Background: Pulsatile left ventricular assist devices are used with increasing frequency to bridge patients with end-stage heart failure to heart transplantation (HTx). Implantation of pulsatile devices is a cumbersome surgical procedure that is associated with major complications, such as bleeding, thromboembolism, and infection. Recently, a continuous axial flow left ventricular assist device (DeBakey ventricular assist device) has been introduced with the goal of reducing the incidence of major complications.
Methods: We reviewed our experience with 11 patients who received a DeBakey ventricular assist device axial flow pump for bridge to HTx from April 2000 through November 2001.
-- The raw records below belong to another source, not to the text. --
//! Embedded schema migrations.
//!
//! Each migration directory is applied at most once, in version order, and recorded
//! in `__diesel_schema_migrations`. Migrations only ever add tables, nullable
//! columns, or indexes.

use anyhow::anyhow;
use diesel::{Connection, SqliteConnection, connection::SimpleConnection};
use diesel_migrations::{EmbeddedMigrations, MigrationHarness, embed_migrations};
use tracing::info;

/// Embedded Diesel migrations bundled with this crate.
pub const MIGRATIONS: EmbeddedMigrations = embed_migrations!("migrations");

/// Runs pending migrations on the SQLite database at `url`.
///
/// Returns the versions applied by this call; empty when the schema was current.
pub fn run_sqlite(url: &str) -> anyhow::Result<Vec<String>> {
    let mut conn = SqliteConnection::establish(url)?;
    conn.batch_execute("PRAGMA journal_mode=WAL; PRAGMA busy_timeout=5000;")?;
    run_pending(&mut conn)
}

/// Runs pending migrations on an open connection.
pub fn run_pending(conn: &mut SqliteConnection) -> anyhow::Result<Vec<String>> {
    let applied: Vec<String> = conn
        .run_pending_migrations(MIGRATIONS)
        .map_err(|e| anyhow!(e))?
        .into_iter()
        .map(|v| v.to_string())
        .collect();
    if !applied.is_empty() {
        info!(versions = ?applied, "applied migrations");
    }
    Ok(applied)
}

#[cfg(test)]
mod test {
    use super::*;

    #[test]
    fn migrations_apply_once() {
        let temp = tempfile::NamedTempFile::new().unwrap();
        let path = temp.path().to_string_lossy().to_string();

        let first = run_sqlite(&path).expect("first run");
        assert_eq!(first.len(), 2);
        let second = run_sqlite(&path).expect("second run");
        assert!(second.is_empty());

        let mut conn = SqliteConnection::establish(&path).unwrap();
        conn.batch_execute(
            "INSERT INTO download_ledger (report_type, sub_type, year, row_count, ingested_at) \
             VALUES ('legacy', 'fo', 2024, 10, '2024-12-31T00:00:00Z')",
        )
        .unwrap();
    }
}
Results: Two patients (18.2%) died of multiple-organ failure while on left ventricular assist device support. Bleeding requiring thoracotomy occurred in 2 patients (18.2%). One patient had a minor neurologic event, and one patient developed left ventricular assist device thrombosis, which was successfully treated without pump exchange. Renal failure developed in 1 patient and hepatic dysfunction in 2 patients. There were no instances of right heart failure. No device, pocket, or drive-line infections occurred. Nine patients (9 of 11, 81.8%) had HTx within 51 +/- 49 days (range, 11 to 141 days) after left ventricular assist device implant. One patient died 29 days after HTx because of acute rejection.
Conclusions: The continuous axial flow DeBakey ventricular assist device had reliable features, including a high rate of bridge to HTx. This device had low complication and system failure rates. We consider the DeBakey ventricular assist device a favorable alternative to pulsatile heart assist devices as a bridge to HTx.